En cambio, el presente, presente, son algunos amigos, también de los viejos tiempos, con los que tomamos café y charlamos, por lo general, intrascendencias. Esos pequeños trastos abandonados, pero a la vez tan dulces por su simpleza. La dulzura inesperada de las cosas simples, de esas astillas, de esas remanencias olvidadas del alma, pero sin cuyo apoyo, como pequeñas cuñas, se desmoronaría todo el edificio, se caería como el tronco de árbol devorado por las termitas del tiempo. El presente de hoy, son también mis males físicos, pero que acepto como imagino la decadencia de la biología personal. Y los relego, sé que no debo prestarles mucha atención, para que no me atrapen el pensamiento. El presente es también, estos momentos de escribir, de contarme a mí mismo, el mayor de mis sueños, el que está vigente, el que permanece, aunque tenue, pero con la capacidad de atracción para sacarme, por instantes, del anodino vivir.

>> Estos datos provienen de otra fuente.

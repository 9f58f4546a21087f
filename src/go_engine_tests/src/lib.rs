// Copyright 2024 Karl Sundequist Blomdahl <karl.sundequist.blomdahl@gmail.com>
//
// Licensed under the Apache License, Version 2.0 (the "License");
// you may not use this file except in compliance with the License.
// You may obtain a copy of the License at
//
//     http://www.apache.org/licenses/LICENSE-2.0
//
// Unless required by applicable law or agreed to in writing, software
// distributed under the License is distributed on an "AS IS" BASIS,
// WITHOUT WARRANTIES OR CONDITIONS OF ANY KIND, either express or implied.
// See the License for the specific language governing permissions and
// limitations under the License.

//! End-to-end scenarios against the public `go_engine` API live under
//! `tests/`. This crate has no runtime code of its own.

Claro, con los amigos a veces charlamos también de arte, de teatro, de literatura, de historia, de las guerras de este presente repetidamente cruel. La empatía, ese primitivo impulso que nos viene desde los protohumanos, nos ha acercado y hablamos también de nuestros dolores del espíritu. Hablamos de todo eso, sí, pero no tanto como hablamos de mujeres perdidas, que sólo quedan atrapadas en un retazo, algo ya esquivo, del espíritu. Algunas intentan ya desprenderse, liberarse, para ir a vivir la vida propia que les restamos o a la que quizá sumamos. Sabemos, claro, que en la realidad ellas vivieron sus vidas; de otras, apenas lo intuimos, pero lo que queda en nosotros, nos esmeramos en recuperarlo desde la periferia del alma. Ellas fueron apenas amores efímeros, como estrellas fugaces que cruzan en algunas noches en las que miramos el cielo, en un acto único y trascendental, muy privado, muy nuestro. Por supuesto, están las otras, aquellas maravillosas con las que construimos los cimientos del ser, esas que todavía nos sostienen, aunque ya no estén. Así es este presente, un estar casi sin estar, un ser casi sin ser, despojado de oropeles y grandezas. Queda sólo la estructura básica, el esqueleto, el armazón despojado de carnes, pero que nos permite reconocernos. Como una supernova, que brilla intensamente, aunque ya es apenas un recuerdo, un resto, un fantasma. No quiero despedirme todavía. Aquí estoy. Tal vez aún pueda decirle a alguna mujer, que me duele irme sin haber intentado lo suficiente para hacerle el amor, y haber dejado pasar así, una explosión de vida y de luz, que me sostenga la sonrisa en el momento de la partida.